# [Information shown]
——————————
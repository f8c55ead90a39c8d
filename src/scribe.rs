use crate::core::vlq::Vlq;
use crate::error::LibResult;
use snafu::ResultExt;
use std::io::Write;

/// A wrapper for any `Write` which adds the primitive encodings a MIDI file is made of:
/// big-endian integers of one to four bytes and variable-length quantities. Running status is
/// never used when writing, so the wrapper carries no state of its own.
pub(crate) struct Scribe<W: Write> {
    w: W,
}

impl<W: Write> Write for Scribe<W> {
    fn write(&mut self, buf: &[u8]) -> std::io::Result<usize> {
        self.w.write(buf)
    }

    fn flush(&mut self) -> std::io::Result<()> {
        self.w.flush()
    }
}

impl<W: Write> Scribe<W> {
    pub(crate) fn new(w: W) -> Self {
        Self { w }
    }

    /// Write the low `count` bytes of `value`, most significant byte first.
    pub(crate) fn write_be(&mut self, value: u32, count: usize) -> LibResult<()> {
        debug_assert!((1..=4).contains(&count));
        let bytes = value.to_be_bytes();
        self.w.write_all(&bytes[4 - count..]).context(wr!())?;
        Ok(())
    }

    /// Write `value` as a MIDI variable-length quantity.
    pub(crate) fn write_vlq(&mut self, value: u32) -> LibResult<()> {
        let bytes = Vlq::new(value).to_bytes();
        self.w.write_all(&bytes).context(wr!())?;
        Ok(())
    }
}

#[test]
fn write_be_four_bytes() {
    let mut bytes = Vec::new();
    let mut scribe = Scribe::new(&mut bytes);
    scribe.write_be(0x01020304, 4).unwrap();
    assert_eq!(&[0x01, 0x02, 0x03, 0x04], bytes.as_slice());
}

#[test]
fn write_be_partial() {
    let mut bytes = Vec::new();
    let mut scribe = Scribe::new(&mut bytes);
    scribe.write_be(0x0007A120, 3).unwrap();
    scribe.write_be(0x0060, 2).unwrap();
    scribe.write_be(0xFF, 1).unwrap();
    assert_eq!(&[0x07, 0xA1, 0x20, 0x00, 0x60, 0xFF], bytes.as_slice());
}

#[test]
fn write_vlq_values() {
    let mut bytes = Vec::new();
    let mut scribe = Scribe::new(&mut bytes);
    scribe.write_vlq(0).unwrap();
    scribe.write_vlq(0x7f).unwrap();
    scribe.write_vlq(0x80).unwrap();
    assert_eq!(&[0x00, 0x7f, 0x81, 0x00], bytes.as_slice());
}
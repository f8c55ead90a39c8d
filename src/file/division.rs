clamp!(
    /// The time division of a MIDI file in ticks (pulses) per quarter note. SMPTE divisions
    /// are not supported; bit 15 of the written word is therefore always zero. A positive
    /// `u14`, range 1 to 16,383, defaulting to 96.
    QuarterNoteDivision,
    u16,
    1,
    16383,
    96,
    pub
);
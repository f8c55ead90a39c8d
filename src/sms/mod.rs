/*!
The `sms` module is the compiler front end: it turns a music-script document into the
event stream and object stores that the finalizer assembles into a [`MidiFile`].

[`MidiFile`]: crate::file::MidiFile
!*/

mod chords;
mod compiler;
mod events;
mod finalize;
mod song;
mod symbols;
mod tokenizer;
mod values;

use crate::file::MidiFile;

pub(crate) fn compile_to_midi(source: &str) -> crate::Result<MidiFile> {
    let mut compiler = compiler::Compiler::new(source);
    compiler.run()?;
    let events = std::mem::take(&mut compiler.events);
    finalize::assemble(&compiler.header, &compiler.tracks, events)
}
use crate::error::LibResult;
use crate::file::QuarterNoteDivision;
use crate::scribe::Scribe;
use std::io::Write;

/// The MThd chunk of a standard MIDI file: format, number of tracks, time division. The
/// chunk length is always six.
#[derive(Clone, Copy, Debug, Default, Eq, Ord, PartialEq, PartialOrd, Hash)]
pub struct Header {
    format: Format,
    division: QuarterNoteDivision,
}

impl Header {
    /// Create a new `Header` object.
    pub fn new(format: Format, division: QuarterNoteDivision) -> Self {
        Self { format, division }
    }

    /// A getter for the `format` field.
    pub fn format(&self) -> &Format {
        &self.format
    }

    /// A getter for the `division` field.
    pub fn division(&self) -> &QuarterNoteDivision {
        &self.division
    }

    pub(crate) fn write<W: Write>(&self, w: &mut Scribe<W>, ntracks: u16) -> LibResult<()> {
        // write the header chunk identifier
        w.write_be(0x4D546864, 4)?; // "MThd"

        // write the header chunk length (always 6)
        w.write_be(6, 4)?;

        // write the format indicator
        w.write_be(u32::from(self.format as u16), 2)?;

        // write the number of tracks
        w.write_be(u32::from(ntracks), 2)?;

        // write the division value
        w.write_be(u32::from(self.division.get()), 2)?;
        Ok(())
    }
}

/// The format word of the MThd chunk. Format 2 (sequentially independent patterns) is not
/// supported by this library.
#[repr(u16)]
#[derive(Clone, Copy, Debug, Eq, Ord, PartialEq, PartialOrd, Hash)]
pub enum Format {
    /// 0 the file contains a single multi-channel track
    Single = 0,
    /// 1 the file contains one or more simultaneous tracks (or MIDI outputs) of a sequence
    Multi = 1,
}

impl Default for Format {
    fn default() -> Self {
        Format::Multi
    }
}

#[test]
fn header_bytes() {
    let mut bytes = Vec::new();
    let mut scribe = Scribe::new(&mut bytes);
    let header = Header::new(Format::Single, QuarterNoteDivision::new(96));
    header.write(&mut scribe, 1).unwrap();
    assert_eq!(
        &[0x4D, 0x54, 0x68, 0x64, 0, 0, 0, 6, 0, 0, 0, 1, 0, 96],
        bytes.as_slice()
    );
}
——————————
# [Problem details]
Please return the data above in full, without altering a single line.

# [Task answer]
repository f8c55ead90a39c8d
filename src/scribe.rs
use crate::core::vlq::Vlq;
use crate::error::LibResult;
use snafu::ResultExt;
use std::io::Write;

/// A wrapper for any `Write` which adds the primitive encodings a MIDI file is made of:
/// big-endian integers of one to four bytes and variable-length quantities. Running status is
/// never used when writing, so the wrapper carries no state of its own.
pub(crate) struct Scribe<W: Write> {
    w: W,
}

impl<W: Write> Write for Scribe<W> {
    fn write(&mut self, buf: &[u8]) -> std::io::Result<usize> {
        self.w.write(buf)
    }

    fn flush(&mut self) -> std::io::Result<()> {
        self.w.flush()
    }
}

impl<W: Write> Scribe<W> {
    pub(crate) fn new(w: W) -> Self {
        Self { w }
    }

    /// Write the low `count` bytes of `value`, most significant byte first.
    pub(crate) fn write_be(&mut self, value: u32, count: usize) -> LibResult<()> {
        debug_assert!((1..=4).contains(&count));
        let bytes = value.to_be_bytes();
        self.w.write_all(&bytes[4 - count..]).context(wr!())?;
        Ok(())
    }

    /// Write `value` as a MIDI variable-length quantity.
    pub(crate) fn write_vlq(&mut self, value: u32) -> LibResult<()> {
        let bytes = Vlq::new(value).to_bytes();
        self.w.write_all(&bytes).context(wr!())?;
        Ok(())
    }
}

#[test]
fn write_be_four_bytes() {
    let mut bytes = Vec::new();
    let mut scribe = Scribe::new(&mut bytes);
    scribe.write_be(0x01020304, 4).unwrap();
    assert_eq!(&[0x01, 0x02, 0x03, 0x04], bytes.as_slice());
}

#[test]
fn write_be_partial() {
    let mut bytes = Vec::new();
    let mut scribe = Scribe::new(&mut bytes);
    scribe.write_be(0x0007A120, 3).unwrap();
    scribe.write_be(0x0060, 2).unwrap();
    scribe.write_be(0xFF, 1).unwrap();
    assert_eq!(&[0x07, 0xA1, 0x20, 0x00, 0x60, 0xFF], bytes.as_slice());
}

#[test]
fn write_vlq_values() {
    let mut bytes = Vec::new();
    let mut scribe = Scribe::new(&mut bytes);
    scribe.write_vlq(0).unwrap();
    scribe.write_vlq(0x7f).unwrap();
    scribe.write_vlq(0x80).unwrap();
    assert_eq!(&[0x00, 0x7f, 0x81, 0x00], bytes.as_slice());
}
repository f8c55ead90a39c8d
filename src/file/division.rs
clamp!(
    /// The time division of a MIDI file in ticks (pulses) per quarter note. SMPTE divisions
    /// are not supported; bit 15 of the written word is therefore always zero. A positive
    /// `u14`, range 1 to 16,383, defaulting to 96.
    QuarterNoteDivision,
    u16,
    1,
    16383,
    96,
    pub
);
repository f8c55ead90a39c8d
filename src/sms/mod.rs
/*!
The `sms` module is the compiler front end: it turns a music-script document into the
event stream and object stores that the finalizer assembles into a [`MidiFile`].

[`MidiFile`]: crate::file::MidiFile
!*/

mod chords;
mod compiler;
mod events;
mod finalize;
mod song;
mod symbols;
mod tokenizer;
mod values;

use crate::file::MidiFile;

pub(crate) fn compile_to_midi(source: &str) -> crate::Result<MidiFile> {
    let mut compiler = compiler::Compiler::new(source);
    compiler.run()?;
    let events = std::mem::take(&mut compiler.events);
    finalize::assemble(&compiler.header, &compiler.tracks, events)
}
use crate::error::LibResult;
use crate::file::QuarterNoteDivision;
use crate::scribe::Scribe;
use std::io::Write;

/// The MThd chunk of a standard MIDI file: format, number of tracks, time division. The
/// chunk length is always six.
#[derive(Clone, Copy, Debug, Default, Eq, Ord, PartialEq, PartialOrd, Hash)]
pub struct Header {
    format: Format,
    division: QuarterNoteDivision,
}

impl Header {
    /// Create a new `Header` object.
    pub fn new(format: Format, division: QuarterNoteDivision) -> Self {
        Self { format, division }
    }

    /// A getter for the `format` field.
    pub fn format(&self) -> &Format {
        &self.format
    }

    /// A getter for the `division` field.
    pub fn division(&self) -> &QuarterNoteDivision {
        &self.division
    }

    pub(crate) fn write<W: Write>(&self, w: &mut Scribe<W>, ntracks: u16) -> LibResult<()> {
        // write the header chunk identifier
        w.write_be(0x4D546864, 4)?; // "MThd"

        // write the header chunk length (always 6)
        w.write_be(6, 4)?;

        // write the format indicator
        w.write_be(u32::from(self.format as u16), 2)?;

        // write the number of tracks
        w.write_be(u32::from(ntracks), 2)?;

        // write the division value
        w.write_be(u32::from(self.division.get()), 2)?;
        Ok(())
    }
}

/// The format word of the MThd chunk. Format 2 (sequentially independent patterns) is not
/// supported by this library.
#[repr(u16)]
#[derive(Clone, Copy, Debug, Eq, Ord, PartialEq, PartialOrd, Hash)]
pub enum Format {
    /// 0 the file contains a single multi-channel track
    Single = 0,
    /// 1 the file contains one or more simultaneous tracks (or MIDI outputs) of a sequence
    Multi = 1,
}

impl Default for Format {
    fn default() -> Self {
        Format::Multi
    }
}

#[test]
fn header_bytes() {
    let mut bytes = Vec::new();
    let mut scribe = Scribe::new(&mut bytes);
    let header = Header::new(Format::Single, QuarterNoteDivision::new(96));
    header.write(&mut scribe, 1).unwrap();
    assert_eq!(
        &[0x4D, 0x54, 0x68, 0x64, 0, 0, 0, 6, 0, 0, 0, 1, 0, 96],
        bytes.as_slice()
    );
}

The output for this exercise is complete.